Liver histology in sepsis has been evaluated mainly in animal studies and in postmortem human liver tissue where a significant time period had elapsed between autopsy and time of death[4,9,11–13
]. In jaundiced septic patients, three histological patterns have been described in a limited number of studies[4,9,11
]: canalicular cholestasis, usually most severe in zone 3, ductular cholestasis with inflammation and non-bacterial cholangitis associated with the toxic shock syndrome[12
]. Intrahepatic cholestasis in septicemia could be attributed to many factors such as circulating endotoxin causing functional disorders in bile secretion, disturbances in bile canalicular contraction and ischemia[14–17
The lack of detailed histological data has led clinicians to evaluate sepsis-related liver damage from the serum biochemical markers while no studies have addressed the correlation between laboratory values and pathologic findings. In the current study, we have obtained liver tissue from our septic patients immediately after death leading to the most accurate identification of sepsis-related liver pathology. Our findings showed that sepsis is characterized by a “hepatitic” like liver injury in 60% of our patients and a “mixed”, cholestatic and hepatitic type in 40% of them. Cholangitis and/or cholangiolitis were observed in a few patients. Additionally, ductular cholestasis, a sepsis-specific hepatic lesion[11,12
], suggesting increased risk of mortality[16
] was identified only in two of our patients dying of sepsis, while canalicular cholestasis was present in one. Damage to bile duct epithelium has been previously observed in the liver of a female patient with E. coli
]; however, it was not detected in any of our patients. The contrast between our histological findings and that of previous morphological studies where canalicular or ductular cholestasis predominated in the liver of jaundiced patients who died of sepsis, maybe attributed to the small number of cases examined. The presence of mixed, cholestatic and hepatitic, features in the majority of our patients with hyperbilirubinemia may alternatively be the result of the direct effect of endotoxin or a drug-induced injury. Centrilobular hemorrhagic necrosis, which was common in our cases, is a frequent finding in livers from patients with peripheral circulatory failure[19
]. Among the above histopathological findings, the presence of portal inflammation, a common finding in chronic hepatitis, was associated with prolonged hospitalization that may reflect the effect of prolonged exposure to treatment medication.
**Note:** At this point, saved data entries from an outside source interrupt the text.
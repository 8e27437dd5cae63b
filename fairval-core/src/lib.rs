//! fairval-core
//!
//! Connector contracts and the pure valuation pipeline shared across the
//! fairval workspace.
//!
//! - `connector`: the `FairvalConnector` trait and capability provider traits.
//! - `extract`: turns provider statement rows and quotes into clean numeric series.
//! - `analysis`: trailing CAGR and average margins over look-back windows.
//! - `projection`: compounding and discounting with explicit domain checks.
//! - `valuation`: earnings- and cash-flow-based intrinsic values and their blend.
//!
//! Everything outside `connector` is synchronous and side-effect free; one
//! evaluation pass is a chain of plain function calls.
#![warn(missing_docs)]

/// Connector capability traits and the primary `FairvalConnector` interface.
pub mod connector;
/// Metric extraction from provider payloads.
pub mod extract;
/// Historical growth and margin statistics.
pub mod analysis;
/// Exponential projection and discounting.
pub mod projection;
/// Multiple-based valuation engine.
pub mod valuation;
pub mod types;

pub use analysis::{
    compute_average_margin, compute_cagr, derive_margin_series, summarize, trailing_cagr,
};
pub use connector::FairvalConnector;
pub use projection::{discount, project};
pub use valuation::{blend, compare, evaluate, value_by_cashflow, value_by_earnings};
pub use types::*;
//! Provider role traits and the connector contract that routing relies on.

use async_trait::async_trait;

use crate::FairvalError;
pub use fairval_types::ConnectorKey;
use paft::domain::{AssetKind, Instrument};
use paft::fundamentals::statements::{BalanceSheetRow, CashflowRow, IncomeStatementRow};
use paft::market::quote::Quote;

/// Focused role trait for connectors that provide quotes.
#[async_trait]
pub trait QuoteProvider: Send + Sync {
    /// Fetch a point-in-time quote for the given instrument.
    async fn quote(&self, instrument: &Instrument) -> Result<Quote, FairvalError>;
}

/// Focused role trait for connectors that provide income statements.
#[async_trait]
pub trait IncomeStatementProvider: Send + Sync {
    /// Fetch income statement rows for the given instrument.
    async fn income_statement(
        &self,
        instrument: &Instrument,
        quarterly: bool,
    ) -> Result<Vec<IncomeStatementRow>, FairvalError>;
}

/// Focused role trait for connectors that provide balance sheets.
#[async_trait]
pub trait BalanceSheetProvider: Send + Sync {
    /// Fetch balance sheet rows for the given instrument.
    async fn balance_sheet(
        &self,
        instrument: &Instrument,
        quarterly: bool,
    ) -> Result<Vec<BalanceSheetRow>, FairvalError>;
}

/// Focused role trait for connectors that provide cashflow statements.
#[async_trait]
pub trait CashflowProvider: Send + Sync {
    /// Fetch cashflow rows for the given instrument.
    async fn cashflow(
        &self,
        instrument: &Instrument,
        quarterly: bool,
    ) -> Result<Vec<CashflowRow>, FairvalError>;
}

/// Main connector trait implemented by provider crates. Exposes capability discovery.
pub trait FairvalConnector: Send + Sync {
    /// A stable identifier used in errors and logs (e.g., "fairval-yfinance").
    fn name(&self) -> &'static str;

    /// Canonical connector key constructed from the static name.
    fn key(&self) -> ConnectorKey {
        ConnectorKey::new(self.name())
    }

    /// Human-friendly vendor string.
    fn vendor(&self) -> &'static str {
        "unknown"
    }

    /// Whether this connector *claims* to support a given asset kind.
    ///
    /// Default: returns `false` for all kinds. Connectors must explicitly override
    /// this method to declare which asset kinds they support.
    fn supports_kind(&self, kind: AssetKind) -> bool {
        let _ = kind;
        false
    }

    /// Advertise quote capability by returning a usable trait object reference when supported.
    fn as_quote_provider(&self) -> Option<&dyn QuoteProvider> {
        None
    }

    /// If implemented, returns a trait object for income statements.
    fn as_income_statement_provider(&self) -> Option<&dyn IncomeStatementProvider> {
        None
    }

    /// If implemented, returns a trait object for balance sheets.
    fn as_balance_sheet_provider(&self) -> Option<&dyn BalanceSheetProvider> {
        None
    }

    /// If implemented, returns a trait object for cashflow statements.
    fn as_cashflow_provider(&self) -> Option<&dyn CashflowProvider> {
        None
    }
}
//! Two multiple-based intrinsic value estimates and their blend.
//!
//! Both paths project base revenue over the horizon, convert it to a
//! per-share amount through a target margin, price that amount with a
//! terminal multiple and discount the price back at the required return.

use crate::projection::{discount, project};
use crate::{Assumptions, FairvalError, MethodValuation, QuoteSnapshot, ValuationResult, Verdict};

struct MethodInputs {
    margin: f64,
    multiple: f64,
}

fn value_by_method(
    base_revenue: f64,
    shares: f64,
    assumptions: &Assumptions,
    method: &MethodInputs,
) -> Result<MethodValuation, FairvalError> {
    if !(shares.is_finite() && shares > 0.0) {
        return Err(FairvalError::domain(format!(
            "shares outstanding must be positive, got {shares}"
        )));
    }
    let horizon = f64::from(assumptions.horizon_years);
    let future_revenue = project(base_revenue, assumptions.revenue_growth_rate, horizon)?;
    let future_amount = future_revenue * method.margin;
    let future_per_share = future_amount / shares;
    let future_price = future_per_share * method.multiple;
    let intrinsic_value = discount(future_price, assumptions.required_return, horizon)?;
    Ok(MethodValuation {
        future_revenue,
        future_amount,
        future_per_share,
        future_price,
        intrinsic_value,
    })
}

/// Earnings path: net margin, EPS and the terminal P/E multiple.
///
/// # Errors
/// Returns `Domain` for a non-positive share count or an out-of-domain
/// growth or discount rate.
pub fn value_by_earnings(
    base_revenue: f64,
    shares: f64,
    assumptions: &Assumptions,
) -> Result<MethodValuation, FairvalError> {
    value_by_method(
        base_revenue,
        shares,
        assumptions,
        &MethodInputs {
            margin: assumptions.target_net_margin,
            multiple: assumptions.target_pe_multiple,
        },
    )
}

/// Cash-flow path: FCF margin, FCF per share and the terminal P/FCF multiple.
///
/// # Errors
/// Same as [`value_by_earnings`].
pub fn value_by_cashflow(
    base_revenue: f64,
    shares: f64,
    assumptions: &Assumptions,
) -> Result<MethodValuation, FairvalError> {
    value_by_method(
        base_revenue,
        shares,
        assumptions,
        &MethodInputs {
            margin: assumptions.target_fcf_margin,
            multiple: assumptions.target_pfcf_multiple,
        },
    )
}

/// Unweighted mean of two intrinsic value estimates.
#[must_use]
pub fn blend(a: f64, b: f64) -> f64 {
    (a + b) / 2.0
}

/// Percent difference of `fair` from `price` and the resulting verdict.
///
/// # Errors
/// Returns `Domain` when `price <= 0` or either input is non-finite.
pub fn compare(fair: f64, price: f64) -> Result<(f64, Verdict), FairvalError> {
    if !fair.is_finite() || !price.is_finite() {
        return Err(FairvalError::domain(format!(
            "fair value and price must be finite (fair={fair}, price={price})"
        )));
    }
    if price <= 0.0 {
        return Err(FairvalError::domain(format!(
            "current price must be positive, got {price}"
        )));
    }
    let pct = (fair - price) / price * 100.0;
    let verdict = if fair > price {
        Verdict::Undervalued
    } else {
        Verdict::Overvalued
    };
    Ok((pct, verdict))
}

/// Run the full valuation pipeline for one evaluation pass.
///
/// # Errors
/// Returns `InvalidArg` for invalid assumptions or a base revenue that is
/// not positive and finite, and propagates `Domain` errors from the
/// projection and comparison steps.
pub fn evaluate(
    base_revenue: f64,
    quote: &QuoteSnapshot,
    assumptions: &Assumptions,
) -> Result<ValuationResult, FairvalError> {
    assumptions.validate()?;
    if !(base_revenue.is_finite() && base_revenue > 0.0) {
        return Err(FairvalError::InvalidArg(format!(
            "base revenue must be positive, got {base_revenue}"
        )));
    }
    let earnings = value_by_earnings(base_revenue, quote.shares_outstanding, assumptions)?;
    let cashflow = value_by_cashflow(base_revenue, quote.shares_outstanding, assumptions)?;
    let blended_fair_value = blend(earnings.intrinsic_value, cashflow.intrinsic_value);
    let (percent_difference_from_price, verdict) = compare(blended_fair_value, quote.price)?;

    Ok(ValuationResult {
        future_revenue: earnings.future_revenue,
        future_net_income: earnings.future_amount,
        future_fcf: cashflow.future_amount,
        future_eps: earnings.future_per_share,
        future_fcf_per_share: cashflow.future_per_share,
        future_price_by_earnings: earnings.future_price,
        future_price_by_cashflow: cashflow.future_price,
        intrinsic_value_by_earnings: earnings.intrinsic_value,
        intrinsic_value_by_cashflow: cashflow.intrinsic_value,
        blended_fair_value,
        percent_difference_from_price,
        verdict,
    })
}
Steatosis was evident in the liver of most of our septic patients. In previous studies, although steatosis was a common finding in the post-mortem liver of septic patients, its extent and type has not been examined in detail or commented on[4,9,11
]. The majority of our patients had moderate to severe fatty liver change comprising 40-80% of the liver parenchyma. It is known that sepsis and bacterial toxins may cause macrovesicular[20
] or microvesicular steatosis[21
] and hypoxia may play a role in these cases. Also, a wide variety of drugs and total parenteral nutrition may be responsible for the development of fatty liver change[20
Liver apoptosis can be ascribed to a wide variety of individually or simultaneously acting underlying mechanisms. Tissue hypoxia, inflammatory mediators, free radicals, bacterial toxins and drug toxicity are all implicated in the above mechanisms[3,20,22,23
]. The presence of apoptosis was much more common in patients with more severe liver histology, as defined by the intensity of portal and lobular inflammation as well as the presence of lobular necrosis and the ductular cholestatic lesions. Prognostic determinants cannot be inferred from the current study, since all our patients succumbed due to multiple organ failure. However, the absence of pre-existing liver disease, as well as the fact that all biopsies were optimally performed immediately after death, suggests that the subsequent pathologic evaluation demonstrates terminal sepsis-related histologic changes in the liver parenchyma.
Summarizing our results, the liver of end stage patients mainly shows histopathological features of hepatitis injury, with additionally cholestatic findings along with steatosis. Biopsies were performed almost immediately after each patients death giving the most precise evaluation of sepsis-induced liver injury. Further studies are needed to clarify the role of apoptosis and application of innovative drugs in sepsis-induced liver injury.